Finkelstein, 80, has spent much of his life working in various capacities for the Tribune, a pro-union publication. He also spent six years as an information officer in the U.S. Air Force and graduated from the journalism school at the University of Missouri- Columbia.
As a labor journalist, he has both witnessed how public opinion of unions has changed over time — and tried to sway people to support unions.
Why did you want to work for the Tribune?
I have worked for the Labor Tribune since I was 14 years old and a gopher. Gopher the coffee, kid. Gopher this, gopher that.
And one summer, one of the reporters asked me to write an obituary of a labor leader, and I did. I’m sure he rewrote the whole thing, but it got published and he put my name on it, and when I saw words that I had written in print, I was astounded, and it was at that point that I decided I wanted to be a journalist.
Why were you interested in writing about labor in particular?

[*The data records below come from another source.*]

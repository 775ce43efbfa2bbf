//! Blocking delay for the host

use embedded_hal::blocking::delay::DelayMs;
use std::thread;
use std::time::Duration;

/// Delay which puts the calling thread to sleep.
#[derive(Debug, Clone, Copy, Default)]
pub struct StdDelay;

impl DelayMs<u32> for StdDelay {
    fn delay_ms(&mut self, ms: u32) {
        thread::sleep(Duration::from_millis(ms as u64))
    }
}
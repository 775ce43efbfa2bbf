//! # Equipment Interface
//!
//! This module defines the traits through which the robot software talks to its equipment. Every
//! call is treated as always succeeding hardware I/O; a backend which can fail must deal with it
//! internally.

// -----------------------------------------------------------------------------------------------
// MODULES
// -----------------------------------------------------------------------------------------------

pub mod chassis;
pub mod pneumatic;
pub mod sensor;
pub mod spinner;
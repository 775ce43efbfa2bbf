//! Parameters structure for ColorSort

// ---------------------------------------------------------------------------
// IMPORTS
// ---------------------------------------------------------------------------

use hw_if::eqpt::spinner::MAX_POWER;
use serde::Deserialize;

use super::{is_valid_hue, ColorClass, HUE_MAX_DEG, HUE_MIN_DEG};

// ---------------------------------------------------------------------------
// DATA STRUCTURES
// ---------------------------------------------------------------------------

/// The sort policy: which hues are held and how the spinners respond.
///
/// Immutable for the duration of a match.
#[derive(Debug, Clone, Deserialize)]
#[serde(default)]
pub struct SortPolicy {

    // ---- TARGET BAND ----

    /// Lower bound of the target band, exclusive.
    ///
    /// If greater than `upper_deg` the band wraps through 0, which is needed
    /// for red (`330 < h || h < 30`).
    ///
    /// Units: degrees
    pub lower_deg: f64,

    /// Upper bound of the target band, exclusive.
    ///
    /// Units: degrees
    pub upper_deg: f64,

    // ---- TIMING ----

    /// How long to hold the spinners stopped after a target classification
    /// before sampling again.
    ///
    /// Units: milliseconds
    pub dwell_ms: u32,

    /// Delay between samples while ejecting, and between checks of the
    /// enable flag while disabled.
    ///
    /// Units: milliseconds
    pub poll_period_ms: u32,

    // ---- ACTUATION ----

    /// Power given to the top spinner to eject a non-target object.
    pub eject_power: i32,
}

// ---------------------------------------------------------------------------
// ENUMERATIONS
// ---------------------------------------------------------------------------

/// Reasons a loaded [`SortPolicy`] cannot be used.
#[derive(Debug, thiserror::Error, PartialEq)]
pub enum PolicyError {
    #[error("Band bound {0} = {1} must be a finite hue in [0, 360]")]
    InvalidBound(&'static str, f64),

    #[error("poll_period_ms must be at least 1 ms, found {0}")]
    ZeroPollPeriod(u32),

    #[error("eject_power {0} is outside [-127, 127]")]
    EjectPowerOutOfRange(i32),
}

// ---------------------------------------------------------------------------
// IMPLEMENTATIONS
// ---------------------------------------------------------------------------

impl Default for SortPolicy {
    /// Blue target band.
    fn default() -> Self {
        Self {
            lower_deg: 150.0,
            upper_deg: 270.0,
            dwell_ms: 1000,
            poll_period_ms: 10,
            eject_power: 127,
        }
    }
}

impl SortPolicy {

    /// Policy with a red target band.
    pub fn red() -> Self {
        Self {
            lower_deg: 330.0,
            upper_deg: 30.0,
            ..Default::default()
        }
    }

    /// Check the policy can be run: both bounds are hues, the poll period
    /// is non-zero and the eject power is a valid demand.
    pub fn validate(&self) -> Result<(), PolicyError> {
        for (name, bound) in [("lower_deg", self.lower_deg), ("upper_deg", self.upper_deg)].iter() {
            if !bound.is_finite() || *bound < HUE_MIN_DEG || *bound > HUE_MAX_DEG {
                return Err(PolicyError::InvalidBound(*name, *bound));
            }
        }

        if self.poll_period_ms == 0 {
            return Err(PolicyError::ZeroPollPeriod(self.poll_period_ms));
        }

        if self.eject_power.abs() > MAX_POWER {
            return Err(PolicyError::EjectPowerOutOfRange(self.eject_power));
        }

        Ok(())
    }

    /// Returns true if the band wraps through 0 degrees.
    pub fn wraps(&self) -> bool {
        self.lower_deg > self.upper_deg
    }

    /// Classify a hue sample.
    ///
    /// Both band bounds are exclusive. Samples outside `[0, 360)`, including
    /// NaN, are always `Other` so that a faulty sensor leaves the spinners
    /// ejecting.
    pub fn classify(&self, hue: f64) -> ColorClass {
        if !is_valid_hue(hue) {
            return ColorClass::Other;
        }

        let in_band = if self.wraps() {
            hue > self.lower_deg || hue < self.upper_deg
        } else {
            hue > self.lower_deg && hue < self.upper_deg
        };

        if in_band {
            ColorClass::Target
        } else {
            ColorClass::Other
        }
    }
}

#[cfg(test)]
mod test {
    use super::*;

    #[test]
    fn test_blue_band() {
        let p = SortPolicy::default();

        for h in &[150.001, 151.0, 200.0, 269.0, 269.999] {
            assert_eq!(p.classify(*h), ColorClass::Target, "hue {}", h);
        }
        for h in &[0.0, 50.0, 149.9, 150.0, 270.0, 300.0, 359.9] {
            assert_eq!(p.classify(*h), ColorClass::Other, "hue {}", h);
        }
    }

    #[test]
    fn test_out_of_range_is_other() {
        let p = SortPolicy::default();

        assert_eq!(p.classify(-200.0), ColorClass::Other);
        assert_eq!(p.classify(360.0), ColorClass::Other);
        assert_eq!(p.classify(560.0), ColorClass::Other);
        assert_eq!(p.classify(std::f64::NAN), ColorClass::Other);
        assert_eq!(p.classify(std::f64::INFINITY), ColorClass::Other);
    }

    #[test]
    fn test_red_band_wraps() {
        let p = SortPolicy::red();
        assert!(p.wraps());

        assert_eq!(p.classify(345.0), ColorClass::Target);
        assert_eq!(p.classify(0.0), ColorClass::Target);
        assert_eq!(p.classify(29.0), ColorClass::Target);
        assert_eq!(p.classify(30.0), ColorClass::Other);
        assert_eq!(p.classify(330.0), ColorClass::Other);
        assert_eq!(p.classify(200.0), ColorClass::Other);
    }

    #[test]
    fn test_deserialise_partial() {
        let p: SortPolicy = util::params::from_str("dwell_ms = 500").unwrap();
        assert_eq!(p.dwell_ms, 500);
        assert_eq!(p.lower_deg, 150.0);
        assert_eq!(p.upper_deg, 270.0);
        assert_eq!(p.eject_power, 127);
    }

    #[test]
    fn test_validate() {
        assert_eq!(SortPolicy::default().validate(), Ok(()));
        assert_eq!(SortPolicy::red().validate(), Ok(()));

        let p: SortPolicy = util::params::from_str("poll_period_ms = 0").unwrap();
        assert_eq!(p.validate(), Err(PolicyError::ZeroPollPeriod(0)));

        let p: SortPolicy = util::params::from_str("eject_power = 500").unwrap();
        assert_eq!(p.validate(), Err(PolicyError::EjectPowerOutOfRange(500)));

        let p = SortPolicy { eject_power: -127, ..Default::default() };
        assert_eq!(p.validate(), Ok(()));

        let p = SortPolicy { lower_deg: -10.0, ..Default::default() };
        assert_eq!(p.validate(), Err(PolicyError::InvalidBound("lower_deg", -10.0)));

        let p = SortPolicy { upper_deg: 400.0, ..Default::default() };
        assert_eq!(p.validate(), Err(PolicyError::InvalidBound("upper_deg", 400.0)));

        let p = SortPolicy { upper_deg: std::f64::NAN, ..Default::default() };
        assert!(matches!(p.validate(), Err(PolicyError::InvalidBound("upper_deg", _))));

        let p = SortPolicy { lower_deg: std::f64::INFINITY, ..Default::default() };
        assert!(matches!(p.validate(), Err(PolicyError::InvalidBound("lower_deg", _))));
    }
}
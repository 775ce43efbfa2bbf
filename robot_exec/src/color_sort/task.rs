//! Colour sort task, runs ColorSort against the hardware

// ---------------------------------------------------------------------------
// IMPORTS
// ---------------------------------------------------------------------------

// External
use embedded_hal::blocking::delay::DelayMs;
use log::{debug, info, warn};
use std::sync::atomic::{AtomicBool, Ordering};

// Internal
use super::{ColorClass, ColorSort, InputData, SortEnable, SortSummary};
use hw_if::eqpt::{sensor::HueSensor, spinner::{SpinnerActuator, SpinnerDems}};
use util::{archive::Archived, module::State};

// ---------------------------------------------------------------------------
// DATA STRUCTURES
// ---------------------------------------------------------------------------

/// Owns the hue sensor and the two spinners and runs [`ColorSort`] on them
/// while the enable flag is set.
pub struct SortTask<S, T, B, D> {
    sort: ColorSort,
    sensor: S,
    top: T,
    bottom: B,
    delay: D,
    enable: SortEnable,
}

/// Result of a single enabled tick.
#[derive(Debug, Clone, Copy, PartialEq, Eq)]
pub struct SortOutcome {
    pub class: ColorClass,

    /// The demands which were sent to the spinners
    pub dems: SpinnerDems,

    /// How long the task waits before the next tick.
    ///
    /// Units: milliseconds
    pub hold_ms: u32,
}

// ---------------------------------------------------------------------------
// IMPLEMENTATIONS
// ---------------------------------------------------------------------------

impl<S, T, B, D> SortTask<S, T, B, D>
where
    S: HueSensor,
    T: SpinnerActuator,
    B: SpinnerActuator,
    D: DelayMs<u32>,
{
    pub fn new(sort: ColorSort, sensor: S, top: T, bottom: B, delay: D, enable: SortEnable) -> Self {
        Self {
            sort,
            sensor,
            top,
            bottom,
            delay,
            enable,
        }
    }

    /// Enable or disable the task. Takes effect at the next tick.
    pub fn set_enabled(&self, enabled: bool) {
        self.enable.set(enabled)
    }

    pub fn is_enabled(&self) -> bool {
        self.enable.is_enabled()
    }

    /// Sample the sensor once and command both spinners.
    ///
    /// Returns `None` without touching the sensor or spinners if the task is
    /// disabled.
    pub fn tick(&mut self) -> Option<SortOutcome> {
        if !self.enable.is_enabled() {
            return None;
        }

        let hue = self.sensor.read_hue();

        let (output, report) = match self.sort.proc(&InputData { hue }) {
            Ok(r) => r,
            Err(e) => match e {},
        };

        self.bottom.set_power(output.dems.bottom);
        self.top.set_power(output.dems.top);

        if let Err(e) = self.sort.write() {
            warn!("Could not archive colour sort decision: {}", e);
        }

        if report.class == ColorClass::Target {
            debug!("Target colour detected (hue {:.1}), holding for {} ms", hue, output.hold_ms);
        }

        Some(SortOutcome {
            class: report.class,
            dems: output.dems,
            hold_ms: output.hold_ms,
        })
    }

    /// Run until `shutdown` is raised.
    ///
    /// While enabled each tick is followed by the hold time it requested. While disabled the flag
    /// is re-checked every poll period, so re-enabling takes effect within one poll period.
    pub fn run(&mut self, shutdown: &AtomicBool) {
        info!("Colour sort task started");

        while !shutdown.load(Ordering::Relaxed) {
            let hold_ms = match self.tick() {
                Some(outcome) => outcome.hold_ms,
                None => self.sort.policy().poll_period_ms,
            };

            self.delay.delay_ms(hold_ms);
        }

        info!("Colour sort task stopped");
    }

    pub fn summary(&self) -> SortSummary {
        self.sort.summary()
    }
}

#[cfg(test)]
mod test {
    use super::*;
    use crate::color_sort::SortPolicy;
    use std::collections::VecDeque;
    use std::sync::{Arc, Mutex};

    #[derive(Debug, Clone, Copy, PartialEq)]
    enum Event {
        Read,
        Top(i32),
        Bottom(i32),
        Delay(u32),
    }

    type Log = Arc<Mutex<Vec<Event>>>;

    struct ScriptedSensor {
        hues: VecDeque<f64>,
        last: f64,
        log: Log,
    }

    struct Recorder {
        top: bool,
        log: Log,
    }

    struct HookDelay {
        count: usize,
        log: Log,
        hook: Box<dyn FnMut(usize)>,
    }

    impl HueSensor for ScriptedSensor {
        fn read_hue(&mut self) -> f64 {
            self.log.lock().unwrap().push(Event::Read);
            if let Some(h) = self.hues.pop_front() {
                self.last = h;
            }
            self.last
        }
    }

    impl SpinnerActuator for Recorder {
        fn set_power(&mut self, power: i32) {
            let e = if self.top { Event::Top(power) } else { Event::Bottom(power) };
            self.log.lock().unwrap().push(e);
        }
    }

    impl DelayMs<u32> for HookDelay {
        fn delay_ms(&mut self, ms: u32) {
            self.log.lock().unwrap().push(Event::Delay(ms));
            (self.hook)(self.count);
            self.count += 1;
        }
    }

    fn task(
        hues: &[f64],
        enabled: bool,
        hook: Box<dyn FnMut(usize)>,
    ) -> (SortTask<ScriptedSensor, Recorder, Recorder, HookDelay>, Log) {
        let log: Log = Arc::new(Mutex::new(vec![]));

        let t = SortTask::new(
            ColorSort::new(SortPolicy::default()).unwrap(),
            ScriptedSensor { hues: hues.iter().copied().collect(), last: 0.0, log: log.clone() },
            Recorder { top: true, log: log.clone() },
            Recorder { top: false, log: log.clone() },
            HookDelay { count: 0, log: log.clone(), hook },
            SortEnable::new(enabled),
        );

        (t, log)
    }

    fn stop_after(n: usize, shutdown: Arc<AtomicBool>) -> Box<dyn FnMut(usize)> {
        Box::new(move |i| {
            if i + 1 >= n {
                shutdown.store(true, Ordering::Relaxed)
            }
        })
    }

    #[test]
    fn test_tick_target() {
        let (mut t, log) = task(&[200.0], true, Box::new(|_| ()));

        let outcome = t.tick().unwrap();
        assert_eq!(outcome.class, ColorClass::Target);
        assert_eq!(outcome.dems, SpinnerDems { top: 0, bottom: 0 });
        assert_eq!(outcome.hold_ms, 1000);

        assert_eq!(*log.lock().unwrap(), vec![Event::Read, Event::Bottom(0), Event::Top(0)]);
    }

    #[test]
    fn test_tick_boundary_is_other() {
        let (mut t, log) = task(&[150.0, 270.0], true, Box::new(|_| ()));

        for _ in 0..2 {
            let outcome = t.tick().unwrap();
            assert_eq!(outcome.class, ColorClass::Other);
            assert_eq!(outcome.dems, SpinnerDems { top: 127, bottom: 0 });
        }

        assert_eq!(
            *log.lock().unwrap(),
            vec![
                Event::Read, Event::Bottom(0), Event::Top(127),
                Event::Read, Event::Bottom(0), Event::Top(127),
            ]
        );
    }

    #[test]
    fn test_tick_idempotent() {
        let (mut t, _) = task(&[42.0, 42.0], true, Box::new(|_| ()));
        assert_eq!(t.tick(), t.tick());

        let (mut t, _) = task(&[220.0, 220.0], true, Box::new(|_| ()));
        assert_eq!(t.tick(), t.tick());
    }

    #[test]
    fn test_tick_disabled_is_silent() {
        let (mut t, log) = task(&[200.0], false, Box::new(|_| ()));

        assert_eq!(t.tick(), None);
        assert!(log.lock().unwrap().is_empty());
    }

    #[test]
    fn test_toggle_between_ticks() {
        let (mut t, log) = task(&[50.0], true, Box::new(|_| ()));

        assert!(t.tick().is_some());
        t.set_enabled(false);
        assert!(!t.is_enabled());
        assert_eq!(t.tick(), None);
        t.set_enabled(true);
        assert_eq!(t.tick().map(|o| o.class), Some(ColorClass::Other));

        // Nothing was read or commanded while disabled
        assert_eq!(log.lock().unwrap().len(), 6);
    }

    #[test]
    fn test_run_sequence() {
        let shutdown = Arc::new(AtomicBool::new(false));
        let (mut t, log) = task(&[200.0, 200.0, 50.0], true, stop_after(3, shutdown.clone()));

        t.run(&shutdown);

        assert_eq!(
            *log.lock().unwrap(),
            vec![
                Event::Read, Event::Bottom(0), Event::Top(0), Event::Delay(1000),
                Event::Read, Event::Bottom(0), Event::Top(0), Event::Delay(1000),
                Event::Read, Event::Bottom(0), Event::Top(127), Event::Delay(10),
            ]
        );
        assert_eq!(t.summary().num_target, 2);
        assert_eq!(t.summary().num_other, 1);
    }

    #[test]
    fn test_run_disabled_commands_nothing() {
        let shutdown = Arc::new(AtomicBool::new(false));
        let (mut t, log) = task(&[200.0, 50.0, 300.0], false, stop_after(5, shutdown.clone()));

        t.run(&shutdown);

        assert_eq!(*log.lock().unwrap(), vec![Event::Delay(10); 5]);
    }

    #[test]
    fn test_run_reenable_within_one_poll() {
        let shutdown = Arc::new(AtomicBool::new(false));
        let enable = SortEnable::new(true);

        let hook_enable = enable.clone();
        let hook_shutdown = shutdown.clone();
        let hook = Box::new(move |i: usize| match i {
            0 => hook_enable.set(false),
            2 => hook_enable.set(true),
            3 => hook_shutdown.store(true, Ordering::Relaxed),
            _ => (),
        });

        let (t, log) = task(&[50.0], true, hook);
        let mut t = SortTask { enable, ..t };

        t.run(&shutdown);

        assert_eq!(
            *log.lock().unwrap(),
            vec![
                Event::Read, Event::Bottom(0), Event::Top(127), Event::Delay(10),
                Event::Delay(10),
                Event::Delay(10),
                Event::Read, Event::Bottom(0), Event::Top(127), Event::Delay(10),
            ]
        );
    }
}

The Labor Tribune owner was my uncle Marty Rubin, and he inculcated in me the need to fight for the underdog, and so I have always felt that the people needed a voice. And as I worked part-time for the Tribune throughout my high school and college career, I saw unfairness in how the general media was dealing with organized labor, and I was really determined to be part of the effort to help labor unions and working families tell their stories.
How do you think the public’s view of labor unions has changed over time?
Today, the public’s view of labor is amongst the highest it’s ever been. (According to the Pew Research Center, about 60 percent of Americans view labor unions favorably. In 2001, the number was 63 percent, but public support of unions dropped significantly during the Great Recession.)
After World War II, when you had 30 to 40 percent of the work force organized, there began a consistent effort to beat up on the unions. Management, and particularly wealthy people who saw the unions as a counter to their accumulating more wealth, decided that they needed to knock unions down. They took the long-term view in how they were going to discredit the unions by cutting into the public confidence in them, and frankly they succeeded. The unions do their job in representing their members, but they don’t tell their story, frankly.
Over the past dozen years or so, as the middle class has shrunk and union membership has shrunk, the one percent grows richer. It’s because there is no one there to fight for the working people to get at least their fair share. And that’s happening more and more, and I think you are starting to see a revolt.
Why do you think Proposition A failed?
Proposition A lost because voters in Missouri realized that the so-called “right-to-work” was little more than an attempt to lower wages for workers and lower working conditions. Given what has happened in Missouri, I think you are going to see a renewed vigor from unions in Missouri and across the country.
A lot of people your age are retired. Why continue working?
I believe in what I’m doing. I enjoy getting up every day and going to work. I think the work that I’m doing is needed. The core of my being is to reach out and help people who sometimes can’t help themselves.